Sir Oswald Ernald Mosley, 6th Baronet (November 16, 1896 – December 3, 1980) was a British politician principally known as the founder of the British Union of Fascists.


  • That consecrated combination of private interests and public plunders.
    • Mosley on the banking system, Annual Report (1925) of the Independent Labour Party, quoted in Robert Skidelsky, Oswald Mosley (Papermacs, 1981), p. 142.
  • Faced with the alternative of saying goodbye to the gold standard, and therefore to his own employment, and goodbye to other people's employment, Mr. Churchill characteristically selected the latter course.
    • Winston Churchill, as Chancellor of the Exchequer, had returned Britain to the gold standard and Mosley believed this would lead to unemployment, quoted in Robert Skidelsky, Oswald Mosley (Papermacs, 1981), p. 143.
  • We propose first to expand credit in order to create demand. That new and greater demand must, of course, be met by a new and greater supply of goods, or all the evils of inflation and price rise will result. Here our Socialist planning must enter in. We must see that more goods are forthcoming to meet the new demand.
    • Revolution by Reason, p. 31, quoted in Robert Skidelsky, Oswald Mosley (Papermacs, 1981), p. 145.
  • The ranks of the City are now divided. The advanced section, headed by Mr McKenna and Mr Keynes, face the orthodox and reactionary ranks which are led by Mr Montagu Norman and the heads of the Treasury. To the uninitiated it...seems a little unfortunate that the ex-Labour chancellor should appear...to be an ardent supporter of Mr Montagu Norman. It will be little less than a disaster if in this struggle Labour support is accorded to the reactionary elements in the City.
    • Socialist Review (September 1927), quoted in Robert Skidelsky, Oswald Mosley (Papermacs, 1981), p. 152.
  • If you love our country you are national, and if you love our people you are a socialist.
    • Fascists, Michael Mann, Cambridge University Press (2006) p. 7.

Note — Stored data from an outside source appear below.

//! User Service - Business logic layer

use futures::stream::BoxStream;
use std::sync::Arc;
use tracing::instrument;

use crate::error::{UserError, UserResult};
use crate::mapper;
use crate::models::{User, UserRequest};
use crate::repository::UserRepository;

/// User service orchestrating mapping and repository calls.
///
/// Requests reaching the service are already validated; uniqueness is left to
/// the repository.
pub struct UserService<R: UserRepository> {
    repository: Arc<R>,
}

impl<R: UserRepository> UserService<R> {
    pub fn new(repository: R) -> Self {
        Self {
            repository: Arc::new(repository),
        }
    }

    /// Persist a new user and return it with its assigned id.
    #[instrument(skip(self, request), fields(email = ?request.email))]
    pub async fn save(&self, request: UserRequest) -> UserResult<User> {
        self.repository.save(mapper::to_entity(request)).await
    }

    #[instrument(skip(self))]
    pub async fn find_by_id(&self, id: &str) -> UserResult<User> {
        self.repository
            .find_by_id(id)
            .await?
            .ok_or_else(|| UserError::NotFound(id.to_string()))
    }

    pub fn find_all(&self) -> BoxStream<'static, UserResult<User>> {
        self.repository.find_all()
    }

    /// Apply the present request fields to an existing user.
    #[instrument(skip(self, request))]
    pub async fn update(&self, id: &str, request: UserRequest) -> UserResult<User> {
        let mut user = self.find_by_id(id).await?;
        mapper::apply(request, &mut user);
        self.repository.save(user).await
    }

    /// Remove a user, returning the record as it was before deletion.
    #[instrument(skip(self))]
    pub async fn delete(&self, id: &str) -> UserResult<User> {
        let user = self.find_by_id(id).await?;
        if !self.repository.delete_by_id(id).await? {
            return Err(UserError::NotFound(id.to_string()));
        }
        Ok(user)
    }
}

impl<R: UserRepository> Clone for UserService<R> {
    fn clone(&self) -> Self {
        Self {
            repository: Arc::clone(&self.repository),
        }
    }
}

#[cfg(test)]
mod tests {
    use super::*;
    use crate::models::EMAIL_INDEX;
    use crate::repository::MockUserRepository;
    use futures::{StreamExt, TryStreamExt, stream};
    use mockall::predicate::eq;

    const ID: &str = "123";

    fn stored() -> User {
        User {
            id: Some(ID.to_string()),
            name: "usuario".to_string(),
            email: "usuario@email.com".to_string(),
            password: "usuario123".to_string(),
        }
    }

    fn request() -> UserRequest {
        UserRequest::new("usuario", "usuario@email.com", "usuario123")
    }

    #[tokio::test]
    async fn test_save_maps_and_persists_once() {
        let mut repo = MockUserRepository::new();
        repo.expect_save()
            .withf(|user| user.id.is_none() && user.email == "usuario@email.com")
            .times(1)
            .returning(|user| {
                Ok(User {
                    id: Some(ID.to_string()),
                    ..user
                })
            });

        let saved = UserService::new(repo).save(request()).await.unwrap();
        assert_eq!(saved, stored());
    }

    #[tokio::test]
    async fn test_save_propagates_duplicate_key() {
        let mut repo = MockUserRepository::new();
        repo.expect_save()
            .times(1)
            .returning(|_| Err(UserError::duplicate_on(EMAIL_INDEX)));

        let err = UserService::new(repo).save(request()).await.unwrap_err();
        assert!(matches!(err, UserError::DuplicateKey { .. }));
    }

    #[tokio::test]
    async fn test_find_by_id_found() {
        let mut repo = MockUserRepository::new();
        repo.expect_find_by_id()
            .with(eq(ID))
            .times(1)
            .returning(|_| Ok(Some(stored())));

        let user = UserService::new(repo).find_by_id(ID).await.unwrap();
        assert_eq!(user, stored());
    }

    #[tokio::test]
    async fn test_find_by_id_miss_is_not_found() {
        let mut repo = MockUserRepository::new();
        repo.expect_find_by_id().times(1).returning(|_| Ok(None));

        let err = UserService::new(repo).find_by_id(ID).await.unwrap_err();
        assert_eq!(err.to_string(), "Object not found. Id: 123, Type: User");
    }

    #[tokio::test]
    async fn test_find_all_streams_repository_results() {
        let mut repo = MockUserRepository::new();
        repo.expect_find_all()
            .times(1)
            .returning(|| stream::iter(vec![Ok(stored()), Ok(stored())]).boxed());

        let users: Vec<User> = UserService::new(repo).find_all().try_collect().await.unwrap();
        assert_eq!(users.len(), 2);
    }

    #[tokio::test]
    async fn test_update_applies_request_to_stored_user() {
        let mut repo = MockUserRepository::new();
        repo.expect_find_by_id()
            .with(eq(ID))
            .returning(|_| Ok(Some(stored())));
        repo.expect_save()
            .withf(|user| user.id.as_deref() == Some(ID) && user.name == "renamed")
            .times(1)
            .returning(Ok);

        let update = UserRequest {
            name: Some("renamed".to_string()),
            ..Default::default()
        };
        let user = UserService::new(repo).update(ID, update).await.unwrap();

        assert_eq!(user.name, "renamed");
        assert_eq!(user.email, "usuario@email.com");
    }

    #[tokio::test]
    async fn test_update_unknown_id_does_not_save() {
        let mut repo = MockUserRepository::new();
        repo.expect_find_by_id().returning(|_| Ok(None));
        repo.expect_save().never();

        let err = UserService::new(repo)
            .update(ID, request())
            .await
            .unwrap_err();
        assert!(matches!(err, UserError::NotFound(ref id) if id == ID));
    }

    #[tokio::test]
    async fn test_delete_returns_deleted_user() {
        let mut repo = MockUserRepository::new();
        repo.expect_find_by_id().returning(|_| Ok(Some(stored())));
        repo.expect_delete_by_id()
            .with(eq(ID))
            .times(1)
            .returning(|_| Ok(true));

        let deleted = UserService::new(repo).delete(ID).await.unwrap();
        assert_eq!(deleted, stored());
    }

    #[tokio::test]
    async fn test_delete_unknown_id_is_not_found() {
        let mut repo = MockUserRepository::new();
        repo.expect_find_by_id().returning(|_| Ok(None));
        repo.expect_delete_by_id().never();

        let err = UserService::new(repo).delete(ID).await.unwrap_err();
        assert!(matches!(err, UserError::NotFound(_)));
    }
}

  • The declared object of deflation was the restoration of the gold standard at pre-war parity. Its actual effect has been to create unemployment by the restriction of industrial credit. By the lever of unemployment it has forced down wages and has thus facilitated the return to gold through the reduction of prices. An incidental effect has been to transfer purchasing power from the workers, whose wages have been reduced, to the bondholders, whose interest has remained the same. It has also doubled the real burden of Debt since 1920, and was largely responsible for the mining lock-out last year, by the reduction in terms of sterling of the money which we receive for coal sold abroad. Deflation, in fact, has been responsible for a sinister catalogue of disasters which can be substantiated in detailed argument that has never yet been rebutted.
    • New Leader (20 September 1927), quoted in Robert Skidelsky, Oswald Mosley (Papermacs, 1981), pp. 152-153.
  • We have lost the good old British spirit. Instead we have American journalism and black-shirted buffoons making a cheap imitation of ice-cream sellers.
    • In 1927 after his Labour Party meeting in Cambridge was broken-up by pro-Fascist undergraduates. The mention of "ice-cream sellers" was a reference to Italian immigrants who had opened ice-cream parlours.
  • Feudalism worked in its crude and inequitable fashion until the coming of the Industrial Age. Today the Feudal tradition and its adherents are broken as a political power and in most cases are ignobly lending their prestige and their abilities to the support of the predatory plutocracy which has gained complete control of the Conservative Party. In modern times the old regime is confronted with two alternatives. The first is to serve the new world in a great attempt to bring order out of chaos and beauty out of squalor. The other alternative is to become flunkeys of the bourgeoisie. It is a matter of constant surprise and regret that many of my class have chosen the latter course.
    • Letter to The Morning Post (27 July 1928), quoted in Robert Skidelsky, Oswald Mosley (Papermacs, 1981), p. 134.
  • Together in Britain we have lit a flame that the ages shall not extinguish. Guard that sacred flame, my brother Blackshirts, until it illuminates Britain and lights again the paths of mankind.
    • 'Comrades in Struggle' (June 1938).
  • A fight between several parties of the British people: Nothing of the kind! A fight between two or three big money combines, that and nothing else. Without the weight of money behind the party machines, in an electoral battle today determined purely by principle and by the number of active workers...British Union could fight and beat today the old parties over the whole electoral field. But you know and I know, the battle is nothing of the kind. The battle is between big money combines who spend a thousand pounds or more on every constituency they fight. Or when they speak democracy, they don't mean government by the people...they mean financial democracy, in which money counts and nothing but money.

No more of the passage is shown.